### Source material
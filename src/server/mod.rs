//! The responding side of the tunnel: accepts transport connections, maps them to sessions by
//!  the identity the initiator presents, and forwards each session to the destination.

mod server_session;
mod session_registry;

pub use server_session::SessionHandle;
pub use session_registry::{Admission, SessionRegistry};

use std::sync::Arc;
use anyhow::bail;
use tokio::net::TcpListener;
use tokio::time::timeout;
use tracing::{debug, info, instrument, warn};

use crate::config::{ServerConfig, TunnelConfig};
use crate::net::{BoxStream, Connector};
use crate::protocol::{reject_unknown_session, responder_handshake};
use server_session::spawn_server_session;

#[derive(Clone)]
pub struct TunnelServer {
    config: Arc<TunnelConfig>,
    server_config: Arc<ServerConfig>,
    connector: Arc<dyn Connector>,
    registry: Arc<SessionRegistry>,
}

impl TunnelServer {
    pub fn new(config: TunnelConfig, server_config: ServerConfig, connector: Arc<dyn Connector>) -> anyhow::Result<TunnelServer> {
        config.validate()?;

        Ok(TunnelServer {
            config: Arc::new(config),
            server_config: Arc::new(server_config),
            connector,
            registry: Default::default(),
        })
    }

    pub fn registry(&self) -> &Arc<SessionRegistry> {
        &self.registry
    }

    /// Performs the handshake on a freshly accepted transport connection, and hands it to the
    ///  session it belongs to. Returns once the connection is handed over or rejected.
    pub async fn adopt(&self, mut stream: BoxStream) -> anyhow::Result<()> {
        let hello = match timeout(self.config.handshake_timeout, responder_handshake(&mut stream, &self.config.protocol_id)).await {
            Ok(result) => result?,
            Err(_) => bail!("handshake did not complete within {:?}", self.config.handshake_timeout),
        };

        let admission = self.registry.admit(&hello.identity, hello.last_received, || spawn_server_session(
            hello.identity.clone(),
            self.config.clone(),
            self.server_config.clone(),
            self.connector.clone(),
            self.registry.clone(),
        )).await;

        let handle = match admission {
            Admission::Resume(handle) => {
                info!("resuming session {} after #{}", hello.identity, hello.last_received);
                handle
            }
            Admission::Create(handle) => {
                info!("new session {}", hello.identity);
                handle
            }
            Admission::Reject => {
                warn!("unknown session {} claims to have received #{} - rejecting", hello.identity, hello.last_received);
                return reject_unknown_session(&mut stream).await;
            }
        };

        handle.attach(stream, hello.last_received)
    }

    /// Accept loop for transport connections
    #[instrument(name="server", skip_all, fields(listen=?listener.local_addr().ok()))]
    pub async fn serve(&self, listener: TcpListener) -> anyhow::Result<()> {
        loop {
            let (stream, peer_addr) = listener.accept().await?;
            if let Err(e) = stream.set_nodelay(true) {
                warn!("could not set TCP_NODELAY for transport connection from {}: {}", peer_addr, e);
            }

            let server = self.clone();
            tokio::spawn(async move {
                if let Err(e) = server.adopt_logged(Box::new(stream), peer_addr.to_string()).await {
                    info!("transport connection was not adopted: {}", e);
                }
            });
        }
    }

    #[instrument(name="transport", skip(self, stream))]
    async fn adopt_logged(&self, stream: BoxStream, peer: String) -> anyhow::Result<()> {
        debug!("accepted transport connection");
        self.adopt(stream).await
    }
}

### Exercise requirements
Write an exact transcription of every entry above.

### Result
filename src/server/mod.rs
//! The responding side of the tunnel: accepts transport connections, maps them to sessions by
//!  the identity the initiator presents, and forwards each session to the destination.

mod server_session;
mod session_registry;

pub use server_session::SessionHandle;
pub use session_registry::{Admission, SessionRegistry};

use std::sync::Arc;
use anyhow::bail;
use tokio::net::TcpListener;
use tokio::time::timeout;
use tracing::{debug, info, instrument, warn};

use crate::config::{ServerConfig, TunnelConfig};
use crate::net::{BoxStream, Connector};
use crate::protocol::{reject_unknown_session, responder_handshake};
use server_session::spawn_server_session;

#[derive(Clone)]
pub struct TunnelServer {
    config: Arc<TunnelConfig>,
    server_config: Arc<ServerConfig>,
    connector: Arc<dyn Connector>,
    registry: Arc<SessionRegistry>,
}

impl TunnelServer {
    pub fn new(config: TunnelConfig, server_config: ServerConfig, connector: Arc<dyn Connector>) -> anyhow::Result<TunnelServer> {
        config.validate()?;

        Ok(TunnelServer {
            config: Arc::new(config),
            server_config: Arc::new(server_config),
            connector,
            registry: Default::default(),
        })
    }

    pub fn registry(&self) -> &Arc<SessionRegistry> {
        &self.registry
    }

    /// Performs the handshake on a freshly accepted transport connection, and hands it to the
    ///  session it belongs to. Returns once the connection is handed over or rejected.
    pub async fn adopt(&self, mut stream: BoxStream) -> anyhow::Result<()> {
        let hello = match timeout(self.config.handshake_timeout, responder_handshake(&mut stream, &self.config.protocol_id)).await {
            Ok(result) => result?,
            Err(_) => bail!("handshake did not complete within {:?}", self.config.handshake_timeout),
        };

        let admission = self.registry.admit(&hello.identity, hello.last_received, || spawn_server_session(
            hello.identity.clone(),
            self.config.clone(),
            self.server_config.clone(),
            self.connector.clone(),
            self.registry.clone(),
        )).await;

        let handle = match admission {
            Admission::Resume(handle) => {
                info!("resuming session {} after #{}", hello.identity, hello.last_received);
                handle
            }
            Admission::Create(handle) => {
                info!("new session {}", hello.identity);
                handle
            }
            Admission::Reject => {
                warn!("unknown session {} claims to have received #{} - rejecting", hello.identity, hello.last_received);
                return reject_unknown_session(&mut stream).await;
            }
        };

        handle.attach(stream, hello.last_received)
    }

    /// Accept loop for transport connections
    #[instrument(name="server", skip_all, fields(listen=?listener.local_addr().ok()))]
    pub async fn serve(&self, listener: TcpListener) -> anyhow::Result<()> {
        loop {
            let (stream, peer_addr) = listener.accept().await?;
            if let Err(e) = stream.set_nodelay(true) {
                warn!("could not set TCP_NODELAY for transport connection from {}: {}", peer_addr, e);
            }

            let server = self.clone();
            tokio::spawn(async move {
                if let Err(e) = server.adopt_logged(Box::new(stream), peer_addr.to_string()).await {
                    info!("transport connection was not adopted: {}", e);
                }
            });
        }
    }

    #[instrument(name="transport", skip(self, stream))]
    async fn adopt_logged(&self, stream: BoxStream, peer: String) -> anyhow::Result<()> {
        debug!("accepted transport connection");
        self.adopt(stream).await
    }
}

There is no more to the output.